▶ _Problem statement_: The answer must be an exact copy of every record below.

▶ _The data_:
use crate::env::string_or;

#[derive(Clone, Debug)]
pub struct CorsConfig {
    pub allowed_origins: Vec<String>,
}

impl CorsConfig {
    pub fn from_env() -> Self {
        Self::from_list(&string_or(
            "ALLOWED_ORIGINS",
            "http://localhost:3000,http://localhost:5173",
        ))
    }

    pub fn from_list(origins: &str) -> Self {
        let allowed_origins = origins
            .split(',')
            .map(|s| s.trim().to_string())
            .filter(|s| !s.is_empty())
            .collect();

        Self { allowed_origins }
    }
}

impl Default for CorsConfig {
    fn default() -> Self {
        Self::from_list("http://localhost:3000,http://localhost:5173")
    }
}
//! Permission gate for protected routes.
//!
//! Two ways to guard a route:
//! 1. Layer-based, with [`require_permission`] and `from_fn_with_state`
//! 2. Extractor-based, with the types generated by [`require_permission!`]
//!
//! Both go through [`AuthorizationGate::authorize`]: no identity is a 401,
//! an identity whose roles do not grant the permission is a 403.

use std::sync::Arc;

use axum::{
    extract::{Request, State},
    http::{HeaderMap, StatusCode},
    middleware::Next,
    response::Response,
};
use classdesk_core::{AppError, ErrorStatus, Permission};
use tracing::{debug, info};

use crate::middleware::auth::{Identity, IdentityProvider};
use crate::modules::permissions::service::PermissionResolver;
use crate::state::AppState;

#[derive(Debug, Clone, PartialEq, Eq, thiserror::Error)]
pub enum AuthzError {
    #[error("Authentication required")]
    Unauthenticated,
    #[error("Access denied. Missing required permission: {0}")]
    Forbidden(Permission),
}

impl ErrorStatus for AuthzError {
    fn status(&self) -> StatusCode {
        match self {
            AuthzError::Unauthenticated => StatusCode::UNAUTHORIZED,
            AuthzError::Forbidden(_) => StatusCode::FORBIDDEN,
        }
    }
}

/// Decides whether a request may run an operation that needs a permission.
#[derive(Clone)]
pub struct AuthorizationGate {
    identity: Arc<dyn IdentityProvider>,
    resolver: PermissionResolver,
}

impl AuthorizationGate {
    pub fn new(identity: Arc<dyn IdentityProvider>, resolver: PermissionResolver) -> Self {
        Self { identity, resolver }
    }

    pub async fn authenticate(&self, headers: &HeaderMap) -> Result<Identity, AuthzError> {
        self.identity
            .authenticate(headers)
            .await
            .ok_or(AuthzError::Unauthenticated)
    }

    /// Authenticates the request, then checks `permission` against the caller's roles.
    pub async fn authorize(
        &self,
        headers: &HeaderMap,
        permission: Permission,
    ) -> Result<Identity, AuthzError> {
        let identity = self.authenticate(headers).await?;

        if !self
            .resolver
            .user_has_permission(identity.user_id, permission)
            .await
        {
            info!(
                user_id = %identity.user_id,
                permission = %permission,
                "Permission denied"
            );
            return Err(AuthzError::Forbidden(permission));
        }

        debug!(user_id = %identity.user_id, permission = %permission, "Permission granted");
        Ok(identity)
    }
}

/// Middleware that lets the request through only if the caller holds `permission`.
/// The caller's [`Identity`] is added to the request extensions.
///
/// ```rust,ignore
/// let routes = Router::new()
///     .route("/roles", get(list_roles))
///     .route_layer(middleware::from_fn_with_state(
///         state.clone(),
///         |state: State<AppState>, req: Request, next: Next| {
///             require_permission(state, req, next, Permission::ManageRoles)
///         },
///     ));
/// ```
pub async fn require_permission(
    State(state): State<AppState>,
    mut req: Request,
    next: Next,
    permission: Permission,
) -> Result<Response, AppError> {
    let identity = state
        .gate
        .authorize(req.headers(), permission)
        .await
        .map_err(AppError::from_domain)?;

    req.extensions_mut().insert(identity);
    Ok(next.run(req).await)
}

/// Generates an extractor that authorizes the request for one permission.
#[macro_export]
macro_rules! require_permission {
    ($name:ident, $permission:expr) => {
        #[derive(Debug, Clone)]
        pub struct $name(pub $crate::middleware::auth::Identity);

        impl axum::extract::FromRequestParts<$crate::state::AppState> for $name {
            type Rejection = classdesk_core::AppError;

            async fn from_request_parts(
                parts: &mut axum::http::request::Parts,
                state: &$crate::state::AppState,
            ) -> Result<Self, Self::Rejection> {
                state
                    .gate
                    .authorize(&parts.headers, $permission)
                    .await
                    .map($name)
                    .map_err(classdesk_core::AppError::from_domain)
            }
        }
    };
}

require_permission!(RequireManagePermissions, Permission::ManagePermissions);

#[cfg(test)]
mod tests {
    use std::collections::BTreeSet;

    use async_trait::async_trait;
    use axum::http::{HeaderValue, header};
    use classdesk_core::{PermissionSet, RoleName};
    use classdesk_db::{InMemoryRbacStore, RolePermissionStore, UserRoleStore};
    use uuid::Uuid;

    use super::*;

    /// Treats the bearer value as the user id.
    struct HeaderIdentity;

    #[async_trait]
    impl IdentityProvider for HeaderIdentity {
        async fn authenticate(&self, headers: &HeaderMap) -> Option<Identity> {
            let raw = crate::middleware::auth::bearer_token(headers)?;
            Some(Identity {
                user_id: raw.parse().ok()?,
                email: "someone@test.com".to_string(),
            })
        }
    }

    fn headers_for(user_id: Uuid) -> HeaderMap {
        let mut headers = HeaderMap::new();
        headers.insert(
            header::AUTHORIZATION,
            HeaderValue::from_str(&format!("Bearer {user_id}")).unwrap(),
        );
        headers
    }

    async fn gate_with_teacher() -> (AuthorizationGate, Uuid) {
        let store = Arc::new(InMemoryRbacStore::new());
        let teacher = RoleName::parse("Teacher").unwrap();
        store.create_role(&teacher).await.unwrap();
        store
            .replace_permissions(&teacher, &PermissionSet::from([Permission::GradeAssignment]))
            .await
            .unwrap();
        let user = store.upsert_user("t@test.com", None).await.unwrap();
        store
            .replace_roles(user.id, &BTreeSet::from([teacher]))
            .await
            .unwrap();

        let resolver = PermissionResolver::new(store.clone(), store);
        (AuthorizationGate::new(Arc::new(HeaderIdentity), resolver), user.id)
    }

    #[tokio::test]
    async fn test_missing_identity_is_unauthenticated() {
        let (gate, _) = gate_with_teacher().await;
        let result = gate
            .authorize(&HeaderMap::new(), Permission::GradeAssignment)
            .await;
        assert_eq!(result, Err(AuthzError::Unauthenticated));
    }

    #[tokio::test]
    async fn test_granted_permission_returns_identity() {
        let (gate, user_id) = gate_with_teacher().await;
        let identity = gate
            .authorize(&headers_for(user_id), Permission::GradeAssignment)
            .await
            .unwrap();
        assert_eq!(identity.user_id, user_id);
    }

    #[tokio::test]
    async fn test_missing_permission_is_forbidden() {
        let (gate, user_id) = gate_with_teacher().await;
        let result = gate
            .authorize(&headers_for(user_id), Permission::ManageUsers)
            .await;
        assert_eq!(result, Err(AuthzError::Forbidden(Permission::ManageUsers)));
    }

    #[tokio::test]
    async fn test_unknown_user_is_forbidden() {
        let (gate, _) = gate_with_teacher().await;
        let result = gate
            .authorize(&headers_for(Uuid::new_v4()), Permission::ViewAssignments)
            .await;
        assert_eq!(result, Err(AuthzError::Forbidden(Permission::ViewAssignments)));
    }

    #[test]
    fn test_error_statuses() {
        assert_eq!(AuthzError::Unauthenticated.status(), StatusCode::UNAUTHORIZED);
        assert_eq!(
            AuthzError::Forbidden(Permission::ViewGrades).status(),
            StatusCode::FORBIDDEN
        );
        assert_eq!(
            AuthzError::Forbidden(Permission::ViewGrades).to_string(),
            "Access denied. Missing required permission: ViewGrades"
        );
    }
}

▶ _Task solution_:
use crate::env::string_or;

#[derive(Clone, Debug)]
pub struct CorsConfig {
    pub allowed_origins: Vec<String>,
}

impl CorsConfig {
    pub fn from_env() -> Self {
        Self::from_list(&string_or(
            "ALLOWED_ORIGINS",
            "http://localhost:3000,http://localhost:5173",
        ))
    }

    pub fn from_list(origins: &str) -> Self {
        let allowed_origins = origins
            .split(',')
            .map(|s| s.trim().to_string())
            .filter(|s| !s.is_empty())
            .collect();

        Self { allowed_origins }
    }
}

impl Default for CorsConfig {
    fn default() -> Self {
        Self::from_list("http://localhost:3000,http://localhost:5173")
    }
}
//! Permission gate for protected routes.
//!
//! Two ways to guard a route:
//! 1. Layer-based, with [`require_permission`] and `from_fn_with_state`
//! 2. Extractor-based, with the types generated by [`require_permission!`]
//!
//! Both go through [`AuthorizationGate::authorize`]: no identity is a 401,
//! an identity whose roles do not grant the permission is a 403.

use std::sync::Arc;

use axum::{
    extract::{Request, State},
    http::{HeaderMap, StatusCode},
    middleware::Next,
    response::Response,
};
use classdesk_core::{AppError, ErrorStatus, Permission};
use tracing::{debug, info};

use crate::middleware::auth::{Identity, IdentityProvider};
use crate::modules::permissions::service::PermissionResolver;
use crate::state::AppState;

#[derive(Debug, Clone, PartialEq, Eq, thiserror::Error)]
pub enum AuthzError {
    #[error("Authentication required")]
    Unauthenticated,
    #[error("Access denied. Missing required permission: {0}")]
    Forbidden(Permission),
}

impl ErrorStatus for AuthzError {
    fn status(&self) -> StatusCode {
        match self {
            AuthzError::Unauthenticated => StatusCode::UNAUTHORIZED,
            AuthzError::Forbidden(_) => StatusCode::FORBIDDEN,
        }
    }
}

/// Decides whether a request may run an operation that needs a permission.
#[derive(Clone)]
pub struct AuthorizationGate {
    identity: Arc<dyn IdentityProvider>,
    resolver: PermissionResolver,
}

impl AuthorizationGate {
    pub fn new(identity: Arc<dyn IdentityProvider>, resolver: PermissionResolver) -> Self {
        Self { identity, resolver }
    }

    pub async fn authenticate(&self, headers: &HeaderMap) -> Result<Identity, AuthzError> {
        self.identity
            .authenticate(headers)
            .await
            .ok_or(AuthzError::Unauthenticated)
    }

    /// Authenticates the request, then checks `permission` against the caller's roles.
    pub async fn authorize(
        &self,
        headers: &HeaderMap,
        permission: Permission,
    ) -> Result<Identity, AuthzError> {
        let identity = self.authenticate(headers).await?;

        if !self
            .resolver
            .user_has_permission(identity.user_id, permission)
            .await
        {
            info!(
                user_id = %identity.user_id,
                permission = %permission,
                "Permission denied"
            );
            return Err(AuthzError::Forbidden(permission));
        }

        debug!(user_id = %identity.user_id, permission = %permission, "Permission granted");
        Ok(identity)
    }
}

/// Middleware that lets the request through only if the caller holds `permission`.
/// The caller's [`Identity`] is added to the request extensions.
///
/// ```rust,ignore
/// let routes = Router::new()
///     .route("/roles", get(list_roles))
///     .route_layer(middleware::from_fn_with_state(
///         state.clone(),
///         |state: State<AppState>, req: Request, next: Next| {
///             require_permission(state, req, next, Permission::ManageRoles)
///         },
///     ));
/// ```
pub async fn require_permission(
    State(state): State<AppState>,
    mut req: Request,
    next: Next,
    permission: Permission,
) -> Result<Response, AppError> {
    let identity = state
        .gate
        .authorize(req.headers(), permission)
        .await
        .map_err(AppError::from_domain)?;

    req.extensions_mut().insert(identity);
    Ok(next.run(req).await)
}

/// Generates an extractor that authorizes the request for one permission.
#[macro_export]
macro_rules! require_permission {
    ($name:ident, $permission:expr) => {
        #[derive(Debug, Clone)]
        pub struct $name(pub $crate::middleware::auth::Identity);

        impl axum::extract::FromRequestParts<$crate::state::AppState> for $name {
            type Rejection = classdesk_core::AppError;

            async fn from_request_parts(
                parts: &mut axum::http::request::Parts,
                state: &$crate::state::AppState,
            ) -> Result<Self, Self::Rejection> {
                state
                    .gate
                    .authorize(&parts.headers, $permission)
                    .await
                    .map($name)
                    .map_err(classdesk_core::AppError::from_domain)
            }
        }
    };
}

require_permission!(RequireManagePermissions, Permission::ManagePermissions);

#[cfg(test)]
mod tests {
    use std::collections::BTreeSet;

    use async_trait::async_trait;
    use axum::http::{HeaderValue, header};
    use classdesk_core::{PermissionSet, RoleName};
    use classdesk_db::{InMemoryRbacStore, RolePermissionStore, UserRoleStore};
    use uuid::Uuid;

    use super::*;

    /// Treats the bearer value as the user id.
    struct HeaderIdentity;

    #[async_trait]
    impl IdentityProvider for HeaderIdentity {
        async fn authenticate(&self, headers: &HeaderMap) -> Option<Identity> {
            let raw = crate::middleware::auth::bearer_token(headers)?;
            Some(Identity {
                user_id: raw.parse().ok()?,
                email: "someone@test.com".to_string(),
            })
        }
    }

    fn headers_for(user_id: Uuid) -> HeaderMap {
        let mut headers = HeaderMap::new();
        headers.insert(
            header::AUTHORIZATION,
            HeaderValue::from_str(&format!("Bearer {user_id}")).unwrap(),
        );
        headers
    }

    async fn gate_with_teacher() -> (AuthorizationGate, Uuid) {
        let store = Arc::new(InMemoryRbacStore::new());
        let teacher = RoleName::parse("Teacher").unwrap();
        store.create_role(&teacher).await.unwrap();
        store
            .replace_permissions(&teacher, &PermissionSet::from([Permission::GradeAssignment]))
            .await
            .unwrap();
        let user = store.upsert_user("t@test.com", None).await.unwrap();
        store
            .replace_roles(user.id, &BTreeSet::from([teacher]))
            .await
            .unwrap();

        let resolver = PermissionResolver::new(store.clone(), store);
        (AuthorizationGate::new(Arc::new(HeaderIdentity), resolver), user.id)
    }

    #[tokio::test]
    async fn test_missing_identity_is_unauthenticated() {
        let (gate, _) = gate_with_teacher().await;
        let result = gate
            .authorize(&HeaderMap::new(), Permission::GradeAssignment)
            .await;
        assert_eq!(result, Err(AuthzError::Unauthenticated));
    }

    #[tokio::test]
    async fn test_granted_permission_returns_identity() {
        let (gate, user_id) = gate_with_teacher().await;
        let identity = gate
            .authorize(&headers_for(user_id), Permission::GradeAssignment)
            .await
            .unwrap();
        assert_eq!(identity.user_id, user_id);
    }

    #[tokio::test]
    async fn test_missing_permission_is_forbidden() {
        let (gate, user_id) = gate_with_teacher().await;
        let result = gate
            .authorize(&headers_for(user_id), Permission::ManageUsers)
            .await;
        assert_eq!(result, Err(AuthzError::Forbidden(Permission::ManageUsers)));
    }

    #[tokio::test]
    async fn test_unknown_user_is_forbidden() {
        let (gate, _) = gate_with_teacher().await;
        let result = gate
            .authorize(&headers_for(Uuid::new_v4()), Permission::ViewAssignments)
            .await;
        assert_eq!(result, Err(AuthzError::Forbidden(Permission::ViewAssignments)));
    }

    #[test]
    fn test_error_statuses() {
        assert_eq!(AuthzError::Unauthenticated.status(), StatusCode::UNAUTHORIZED);
        assert_eq!(
            AuthzError::Forbidden(Permission::ViewGrades).status(),
            StatusCode::FORBIDDEN
        );
        assert_eq!(
            AuthzError::Forbidden(Permission::ViewGrades).to_string(),
            "Access denied. Missing required permission: ViewGrades"
        );
    }
}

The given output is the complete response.